François – (Deux nuits en prose) – 62 Mars

Troisième nuit

Nous ne cessions de fixez nos guenilles, et chaque jour à faire carême, à louvoyer, de la base au sommet. Et à chaque fois nous rappliquions : « qu’ils contremandent ! Qu’ils contremandent! » Cependant, le peuple demeurait enclin à gravir pour tomber, en abannation quinquenale. Et eux vert ­de ­gris, comme d’antiques sculptures en pavane, pantomimes avec leur gestes de menace et de mansuétude, qui fort lignent de pères en fils ! Imaginons maintenant qu’ils se dévêtent de leur image, peu me chaut que cette famille s’éteigne à jamais, car de leur fait une longue nuit recouvre le paysage urbain. Mais c’est un noroît qui s’est levé pour replier définitivement les planches de leurs tombes. Que l’on oublie l’ignoble puanteur de ce corps, en refermant sur ses mains purpurines qui agrippent encore, le couvercle d’un nouveau temps ! Sous la gangue corrompue, le minerai sans linéaments que chacun pourra toucher.

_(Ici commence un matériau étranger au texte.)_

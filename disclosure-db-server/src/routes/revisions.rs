//! Revision endpoints: revise via restatements, edit-lock management,
//! rollback.

use crate::error::Result;
use crate::routes::current_user;
use crate::state::AppState;
use axum::extract::{Path, State};
use axum::http::HeaderMap;
use axum::response::IntoResponse;
use axum::routing::post;
use axum::{Json, Router};
use disclosure_db_api::{RevisionManager, RevisionUpdate};
use serde::Serialize;
use std::sync::Arc;

pub fn router() -> Router<Arc<AppState>> {
    Router::new()
        .route("/revisions/{name}", post(revise))
        .route("/revisions/{name}/checkout", post(checkout))
        .route("/revisions/{name}/release", post(release))
        .route("/revisions/{name}/rollback", post(rollback))
}

/// Apply a list of path-addressed restatements as a new revision.
async fn revise(
    State(state): State<Arc<AppState>>,
    Path(name): Path<String>,
    headers: HeaderMap,
    Json(input): Json<RevisionUpdate>,
) -> Result<impl IntoResponse> {
    let user = current_user(&headers);
    let manager = RevisionManager::load(state.manager.clone(), &name).await?;
    let view = manager
        .revise(
            &input.restatements,
            user,
            input.data_source,
            input.reporting_datetime,
            disclosure_db_store::submission::status::PUBLISHED,
        )
        .await?;
    Ok(Json(view))
}

/// Take the advisory edit lock on the active revision.
async fn checkout(
    State(state): State<Arc<AppState>>,
    Path(name): Path<String>,
    headers: HeaderMap,
) -> Result<impl IntoResponse> {
    let user = current_user(&headers);
    let manager = RevisionManager::load(state.manager.clone(), &name).await?;
    let record = manager.checkout(user).await?;
    Ok(Json(record))
}

/// Release the advisory edit lock.
async fn release(
    State(state): State<Arc<AppState>>,
    Path(name): Path<String>,
    headers: HeaderMap,
) -> Result<impl IntoResponse> {
    let user = current_user(&headers);
    let manager = RevisionManager::load(state.manager.clone(), &name).await?;
    let record = manager.release(user).await?;
    Ok(Json(record))
}

#[derive(Serialize)]
struct RollbackResponse {
    active_id: i64,
    active_revision: i64,
    prev_active_id: i64,
    prev_active_revision: i64,
}

/// Deactivate the current active revision and reactivate the previous one.
async fn rollback(
    State(state): State<Arc<AppState>>,
    Path(name): Path<String>,
) -> Result<impl IntoResponse> {
    let manager = RevisionManager::load(state.manager.clone(), &name).await?;
    let (deactivated, reactivated) = manager.rollback().await?;
    Ok(Json(RollbackResponse {
        active_id: reactivated.id,
        active_revision: reactivated.revision,
        prev_active_id: deactivated.id,
        prev_active_revision: deactivated.revision,
    }))
}
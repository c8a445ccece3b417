//! Centralized type coercion for submission cells.
//!
//! This module is the authoritative mapping between incoming JSON values and
//! typed [`Cell`]s, driven by the declared [`AttributeType`]. It is used by
//! the flattening engine (write path); the read path never coerces — cells
//! come back from the store already typed.
//!
//! ## Rules
//!
//! - A null-sentinel string (`-`, `—`, `N/A`) becomes a NULL cell carrying
//!   the matching state.
//! - An explicit JSON `null` becomes a NULL cell with the `LongDash` state:
//!   "intentionally left blank" is distinguishable from "never collected"
//!   (a column simply absent from the row).
//! - Numeric strings are accepted for int/float fields; everything else is
//!   strict and fails with a [`CoercionError`] naming the offending value.

use crate::schema::AttributeType;
use crate::value::{Cell, CellValue, NullState};
use chrono::{DateTime, NaiveDateTime, Utc};
use serde_json::Value as JsonValue;

/// Error returned when coercion fails
#[derive(Debug, Clone)]
pub struct CoercionError {
    /// Human-readable error message
    pub message: String,
}

impl CoercionError {
    /// Create a new coercion error
    pub fn new(msg: impl Into<String>) -> Self {
        Self {
            message: msg.into(),
        }
    }

    /// Create an incompatible type error
    pub fn incompatible(value: &JsonValue, target: AttributeType) -> Self {
        Self::new(format!("cannot coerce {value} to {target}"))
    }
}

impl std::fmt::Display for CoercionError {
    fn fmt(&self, f: &mut std::fmt::Formatter<'_>) -> std::fmt::Result {
        write!(f, "{}", self.message)
    }
}

impl std::error::Error for CoercionError {}

/// Result type for coercion operations
pub type CoercionResult<T> = Result<T, CoercionError>;

/// Coerce an incoming JSON value into a typed cell for the given attribute
/// type.
///
/// For Form/FormOrNull/Multiple fields this expects the allocated sub-form
/// id (the flattener stores the link, recursion happens elsewhere).
pub fn cell_from_json(ty: AttributeType, value: &JsonValue) -> CoercionResult<Cell> {
    if let Some(state) = NullState::from_json(value) {
        return Ok(Cell::sentinel(state));
    }
    if value.is_null() {
        return Ok(Cell::sentinel(NullState::LongDash));
    }
    let cell_value = match ty {
        AttributeType::Bool => CellValue::Bool(
            value
                .as_bool()
                .ok_or_else(|| CoercionError::incompatible(value, ty))?,
        ),
        AttributeType::Int | AttributeType::Single | AttributeType::File => {
            CellValue::Int(json_to_i64(value).ok_or_else(|| CoercionError::incompatible(value, ty))?)
        }
        AttributeType::Float => CellValue::Float(
            json_to_f64(value).ok_or_else(|| CoercionError::incompatible(value, ty))?,
        ),
        AttributeType::Text | AttributeType::Label => CellValue::Text(json_to_text(value)),
        AttributeType::Datetime => CellValue::Timestamp(
            value
                .as_str()
                .and_then(parse_datetime)
                .ok_or_else(|| CoercionError::incompatible(value, ty))?,
        ),
        AttributeType::Form | AttributeType::FormOrNull | AttributeType::Multiple => {
            CellValue::Int(json_to_i64(value).ok_or_else(|| CoercionError::incompatible(value, ty))?)
        }
    };
    Ok(Cell::new(cell_value))
}

/// Parse a datetime string: RFC 3339 first, falling back to a naive
/// `YYYY-MM-DDTHH:MM:SS[.f]` (trailing `Z` tolerated) interpreted as UTC.
pub fn parse_datetime(s: &str) -> Option<DateTime<Utc>> {
    if let Ok(dt) = DateTime::parse_from_rfc3339(s) {
        return Some(dt.with_timezone(&Utc));
    }
    let trimmed = s.strip_suffix('Z').unwrap_or(s);
    for format in ["%Y-%m-%dT%H:%M:%S%.f", "%Y-%m-%d %H:%M:%S%.f", "%Y-%m-%d"] {
        if let Ok(naive) = NaiveDateTime::parse_from_str(trimmed, format) {
            return Some(naive.and_utc());
        }
        if format == "%Y-%m-%d" {
            if let Ok(date) = chrono::NaiveDate::parse_from_str(trimmed, format) {
                return Some(date.and_hms_opt(0, 0, 0)?.and_utc());
            }
        }
    }
    None
}

fn json_to_i64(value: &JsonValue) -> Option<i64> {
    match value {
        JsonValue::Number(n) => n
            .as_i64()
            .or_else(|| n.as_f64().filter(|f| f.fract() == 0.0).map(|f| f as i64)),
        JsonValue::String(s) => s.trim().parse().ok(),
        _ => None,
    }
}

fn json_to_f64(value: &JsonValue) -> Option<f64> {
    match value {
        JsonValue::Number(n) => n.as_f64(),
        JsonValue::String(s) => s.trim().parse().ok(),
        _ => None,
    }
}

fn json_to_text(value: &JsonValue) -> String {
    match value {
        JsonValue::String(s) => s.clone(),
        other => other.to_string(),
    }
}
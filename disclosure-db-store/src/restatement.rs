//! Restatement rows: the append-only audit trail of path-addressed edits.

use crate::error::Result;
use chrono::{DateTime, Utc};
use serde::{Deserialize, Serialize};
use sqlx::PgPool;

/// One persisted restatement.
#[derive(Debug, Clone, Serialize, Deserialize, sqlx::FromRow)]
pub struct RestatementRecord {
    pub id: i64,
    /// The revision this restatement was applied to.
    pub obj_id: i64,
    /// Shared across the whole revision chain: the id of revision 1.
    pub group_id: i64,
    /// The attribute path string addressing the edited field.
    pub attribute_name: String,
    /// The physical row id the path resolved to at restatement time.
    pub attribute_row: i64,
    pub reason_for_restatement: String,
    pub data_source: Option<String>,
    pub reporting_datetime: Option<DateTime<Utc>>,
    pub created_on: DateTime<Utc>,
}

/// Fields of a new restatement.
#[derive(Debug, Clone)]
pub struct NewRestatement {
    pub obj_id: i64,
    pub group_id: i64,
    pub attribute_name: String,
    pub attribute_row: i64,
    pub reason_for_restatement: String,
    pub data_source: Option<String>,
    pub reporting_datetime: Option<DateTime<Utc>>,
}

/// Append one restatement. Restatements are never updated or deleted, only
/// superseded by later restatements on the same path.
pub async fn insert(pool: &PgPool, new: &NewRestatement) -> Result<RestatementRecord> {
    let record = sqlx::query_as::<_, RestatementRecord>(
        "INSERT INTO dd_restatement \
         (obj_id, group_id, attribute_name, attribute_row, reason_for_restatement, \
          data_source, reporting_datetime, created_on) \
         VALUES ($1, $2, $3, $4, $5, $6, $7, NOW()) \
         RETURNING *",
    )
    .bind(new.obj_id)
    .bind(new.group_id)
    .bind(&new.attribute_name)
    .bind(new.attribute_row)
    .bind(&new.reason_for_restatement)
    .bind(&new.data_source)
    .bind(new.reporting_datetime)
    .fetch_one(pool)
    .await?;
    Ok(record)
}

/// All restatements applied to one revision, in creation order.
pub async fn list_for_submission(pool: &PgPool, obj_id: i64) -> Result<Vec<RestatementRecord>> {
    let records = sqlx::query_as::<_, RestatementRecord>(
        "SELECT * FROM dd_restatement WHERE obj_id = $1 ORDER BY id",
    )
    .bind(obj_id)
    .fetch_all(pool)
    .await?;
    Ok(records)
}

/// All restatements of a revision chain, in creation order.
pub async fn list_for_group(pool: &PgPool, group_id: i64) -> Result<Vec<RestatementRecord>> {
    let records = sqlx::query_as::<_, RestatementRecord>(
        "SELECT * FROM dd_restatement WHERE group_id = $1 ORDER BY id",
    )
    .bind(group_id)
    .fetch_all(pool)
    .await?;
    Ok(records)
}

/// Restatements across every revision of a logical submission (joined by
/// name), in revision order. Used when annotating search/export output.
pub async fn list_for_name(pool: &PgPool, name: &str) -> Result<Vec<RestatementRecord>> {
    let records = sqlx::query_as::<_, RestatementRecord>(
        "SELECT r.* FROM dd_restatement r \
         JOIN dd_obj s ON s.id = r.obj_id \
         WHERE s.name = $1 ORDER BY s.id, r.id",
    )
    .bind(name)
    .fetch_all(pool)
    .await?;
    Ok(records)
}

Dans l’incertitude des lueurs, chacun s’ourlent de trilles impalpables qui rendent grâce à nos ténèbres diaprés, car les supplications ont pris fin, les nôtres et les leurs.

 

quatrième nuit

Quand le vacarme ploie dans la vastité, les dalles vrombissent un instant et les volutes de tabac forme une buée qui recouvre la parole d’une foule rare qui pense. Au creux de toutes ces oreilles, un mystère à surprendre parmi les rides qui se replissent au fond de ces paupières mauves et herbeuses, dont l’élément le plus infrangeable se trouve en leurs fors, dans la combe amusée et les falaises qui se froncent. Notre source aux cernes sera leur vénéfice, ainsi rendus malades par l’écho de la vallée, la nuit exécutera jusqu’à l’aubade des premières lueurs.